China has cornered Tibetans and they have no choice but to seek international support in their struggle for freedom and justice.
Similarly, China’s increasing military aggression has compelled Taiwan to import arms. Given the multitude of threats posed by China from the seas to the air, Taipei has to build its armed forces. This includes the possibility of inviting the US to set up a military outpost in the nation.
Faced with the constant danger of military occupation, Taiwan, like any other country, must explore all options to defend itself as a nation and democracy.
If Beijing does not approve of the Taiwan Assurance Act, the first finger must be pointed at itself for pushing Taiwan too far.

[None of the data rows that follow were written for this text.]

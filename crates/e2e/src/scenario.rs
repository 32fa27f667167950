//! Scenario context
//!
//! A [`Scenario`] bundles everything one test case owns: the capability
//! clients, a browser session and a fresh [`CleanupRegistry`] bound to an
//! admin session. Helpers that create storefront data register it for
//! cleanup immediately. [`run_scenario`] drains the registry whatever the
//! case body did, including panicking.

use std::any::Any;
use std::panic::AssertUnwindSafe;
use std::sync::Arc;
use std::time::Instant;

use async_trait::async_trait;
use futures::FutureExt;
use serde::Serialize;
use storefront_common::{
    DataFactory, HarnessConfig, OrderItem, Product, ProductOverrides, ResourceKind,
    UserOverrides,
};
use tracing::{error, info, warn};

use crate::bootstrap::{bootstrap_cleanup_session, SessionSource};
use crate::browser::{BrowserSession, UiRun};
use crate::cleanup::{CleanupRegistry, DrainReport};
use crate::clients::{AdminClient, AuthClient, CartClient, OrdersClient, ProductsClient};
use crate::error::{E2eError, E2eResult};
use crate::pages::LoginPage;
use crate::poll::PollSettings;
use crate::steps::{UiFlow, UiStep};
use crate::transport::ApiTransport;

/// Capture name of the login redirect check in [`Scenario::login_flow`]
pub const LOGGED_IN: &str = "logged_in";

/// Capture name of the token the UI stored in [`Scenario::login_flow`]
pub const UI_TOKEN: &str = "ui_token";

/// A storefront account created for a scenario
#[derive(Debug, Clone, PartialEq)]
pub struct TestAccount {
    pub user_id: Option<String>,
    pub token: Option<String>,
    pub name: String,
    pub email: String,
    pub password: String,
}

impl TestAccount {
    pub fn token(&self) -> E2eResult<&str> {
        self.token.as_deref().ok_or_else(|| E2eError::MissingField {
            path: self.email.clone(),
            field: "token".to_string(),
        })
    }

    pub fn user_id(&self) -> E2eResult<&str> {
        self.user_id.as_deref().ok_or_else(|| E2eError::MissingField {
            path: self.email.clone(),
            field: "user _id".to_string(),
        })
    }
}

/// One end-to-end test case
#[async_trait]
pub trait ScenarioCase: Send + Sync {
    fn name(&self) -> &'static str;

    fn description(&self) -> &'static str {
        ""
    }

    fn tags(&self) -> &'static [&'static str] {
        &[]
    }

    async fn run(&self, scenario: &mut Scenario) -> E2eResult<()>;
}

/// Per-scenario context
pub struct Scenario {
    config: Arc<HarnessConfig>,
    pub auth: AuthClient,
    pub products: ProductsClient,
    pub cart: CartClient,
    pub orders: OrdersClient,
    pub admin: Arc<AdminClient>,
    pub browser: BrowserSession,
    pub cleanup: CleanupRegistry,
    pub session: SessionSource,
}

impl Scenario {
    /// Context with an unbound registry
    pub fn new(config: Arc<HarnessConfig>) -> E2eResult<Self> {
        let api = ApiTransport::new(&config)?;
        let poll = PollSettings::new(config.request_timeout(), config.poll_interval());

        Ok(Self {
            auth: AuthClient::new(api.clone()),
            products: ProductsClient::new(api.clone()),
            cart: CartClient::new(api.clone(), poll),
            orders: OrdersClient::new(api.clone()),
            admin: Arc::new(AdminClient::new(api)),
            browser: BrowserSession::new(&config),
            cleanup: CleanupRegistry::new(),
            session: SessionSource::Unavailable,
            config,
        })
    }

    /// Context whose registry is bound to an admin session when one can be
    /// obtained
    pub async fn prepare(config: Arc<HarnessConfig>) -> E2eResult<Self> {
        let mut scenario = Self::new(config)?;
        scenario.session = bootstrap_cleanup_session(
            &scenario.auth,
            scenario.admin.clone(),
            &scenario.config,
            &mut scenario.cleanup,
        )
        .await;
        Ok(scenario)
    }

    pub fn config(&self) -> &HarnessConfig {
        &self.config
    }

    /// Register a user through the API
    pub async fn create_user(&mut self, overrides: UserOverrides) -> E2eResult<TestAccount> {
        let payload = DataFactory::user(overrides);
        let session = self.auth.register(&payload).await?;
        self.cleanup.register_user(session.user_id.as_deref());

        Ok(TestAccount {
            user_id: session.user_id,
            token: session.token,
            name: payload.name,
            email: payload.email,
            password: payload.password,
        })
    }

    /// Register an admin through the API.
    ///
    /// The admin becomes the registry's privileged user and its token the
    /// cleanup credential, since resources it creates may only be
    /// deletable by it.
    pub async fn create_admin(&mut self, overrides: UserOverrides) -> E2eResult<TestAccount> {
        let named = overrides.name.is_some();
        let mut payload = DataFactory::admin(overrides, &self.config.admin_creation_code);
        if !named {
            payload.name = format!("TestAdmin_{}", payload.name);
        }

        let session = self.auth.register_admin(&payload).await?;
        self.cleanup
            .register(ResourceKind::User, session.user_id.as_deref(), true);
        if let Some(token) = session.token.as_deref() {
            self.cleanup.bind_session(self.admin.clone(), token);
        }

        Ok(TestAccount {
            user_id: session.user_id,
            token: session.token,
            name: payload.name,
            email: payload.email,
            password: payload.password,
        })
    }

    /// Create a product as `admin_token`
    pub async fn create_product(
        &mut self,
        admin_token: &str,
        overrides: ProductOverrides,
    ) -> E2eResult<Product> {
        let payload = DataFactory::product(overrides);
        let product = self.admin.create_product(&payload, admin_token).await?;
        self.cleanup.register_product(product.id.as_str());
        Ok(product)
    }

    /// Order one unit of `product`, or of a random existing product
    pub async fn create_order(
        &mut self,
        user_token: &str,
        product: Option<&Product>,
    ) -> E2eResult<String> {
        let random;
        let product = match product {
            Some(product) => product,
            None => {
                random = self.products.random_in_stock(0).await?;
                &random
            }
        };

        let items = [OrderItem::new(product.id.as_str(), 1)];
        let order_id = self.orders.create(&items, product.price, user_token).await?;
        self.cleanup.register_order(order_id.as_str());
        Ok(order_id)
    }

    /// A random existing product with at least `min_stock` units
    pub async fn random_product(&self, min_stock: i64) -> E2eResult<Product> {
        self.products.random_in_stock(min_stock).await
    }

    /// Steps that sign `account` in through the login form, then capture
    /// the redirect ([`LOGGED_IN`]) and the stored token ([`UI_TOKEN`])
    pub fn login_flow(account: &TestAccount) -> UiFlow {
        UiFlow::new()
            .then(LoginPage::open())
            .then_all(LoginPage::login(&account.email, &account.password))
            .then(UiStep::url_contains(LOGGED_IN, "/user"))
            .then(UiStep::read_storage(UI_TOKEN, "token"))
    }

    pub async fn run_ui(&mut self, flow: &UiFlow) -> E2eResult<UiRun> {
        self.browser.run(flow).await
    }
}

#[derive(Debug, Clone, PartialEq, Eq, Serialize)]
#[serde(tag = "status", content = "message", rename_all = "snake_case")]
pub enum ScenarioOutcome {
    Passed,
    Failed(String),
    Panicked(String),
}

impl ScenarioOutcome {
    pub fn is_passed(&self) -> bool {
        matches!(self, ScenarioOutcome::Passed)
    }

    pub fn message(&self) -> Option<&str> {
        match self {
            ScenarioOutcome::Passed => None,
            ScenarioOutcome::Failed(msg) | ScenarioOutcome::Panicked(msg) => Some(msg),
        }
    }
}

/// A finished scenario: its outcome and what cleanup did afterwards
#[derive(Debug, Clone, PartialEq, Serialize)]
pub struct ScenarioRun {
    pub name: String,
    pub outcome: ScenarioOutcome,
    pub duration_ms: u64,
    pub cleanup: DrainReport,
}

fn panic_message(payload: &(dyn Any + Send)) -> String {
    if let Some(msg) = payload.downcast_ref::<&str>() {
        msg.to_string()
    } else if let Some(msg) = payload.downcast_ref::<String>() {
        msg.clone()
    } else {
        "non-string panic payload".to_string()
    }
}

/// Run `case` against `scenario`, then drain its registry.
///
/// The outcome reflects the case body only; cleanup failures are logged
/// and reported next to it.
pub async fn run_scenario(case: &dyn ScenarioCase, mut scenario: Scenario) -> ScenarioRun {
    let start = Instant::now();
    info!("Running scenario {}", case.name());

    let outcome = match AssertUnwindSafe(case.run(&mut scenario)).catch_unwind().await {
        Ok(Ok(())) => ScenarioOutcome::Passed,
        Ok(Err(e)) => {
            error!("Scenario {} failed: {}", case.name(), e);
            ScenarioOutcome::Failed(e.to_string())
        }
        Err(payload) => {
            let msg = panic_message(payload.as_ref());
            error!("Scenario {} panicked: {}", case.name(), msg);
            ScenarioOutcome::Panicked(msg)
        }
    };

    let cleanup = scenario.cleanup.drain().await;
    if !cleanup.is_clean() {
        warn!("Scenario {} left storefront data behind", case.name());
    }

    ScenarioRun {
        name: case.name().to_string(),
        outcome,
        duration_ms: start.elapsed().as_millis() as u64,
        cleanup,
    }
}

#[cfg(test)]
mod tests {
    use super::*;

    #[test]
    fn test_panic_message_payloads() {
        let payload: Box<dyn Any + Send> = Box::new("static");
        assert_eq!(panic_message(payload.as_ref()), "static");

        let payload: Box<dyn Any + Send> = Box::new(String::from("owned"));
        assert_eq!(panic_message(payload.as_ref()), "owned");

        let payload: Box<dyn Any + Send> = Box::new(42u8);
        assert_eq!(panic_message(payload.as_ref()), "non-string panic payload");
    }

    #[test]
    fn test_login_flow_captures() {
        let account = TestAccount {
            user_id: Some("u1".to_string()),
            token: None,
            name: "n".to_string(),
            email: "e@test.com".to_string(),
            password: "pw".to_string(),
        };
        let flow = Scenario::login_flow(&account);
        assert_eq!(flow.capture_names(), vec![LOGGED_IN, UI_TOKEN]);
        assert!(account.token().is_err());
        assert_eq!(account.user_id().unwrap(), "u1");
    }
}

The crux of the matter is that the Chinese Communist Party regime’s repression at home led to the grave violation of fundamental human rights in Tibet, Xinjiang, Hong Kong and China, and its belligerence in Asia is fueling an arms race from South Asia to Southeast and East Asia.
This endangers human development and human rights, as well as international peace and the security of Asia and the world. The dream of an Asian Century is a mere fantasy if the continent’s biggest member is an intolerant authoritarian at home and an imperial expansionist abroad.
Palden Sonam is a visiting fellow at the Tibet Policy Institute based in Dharamsala, India.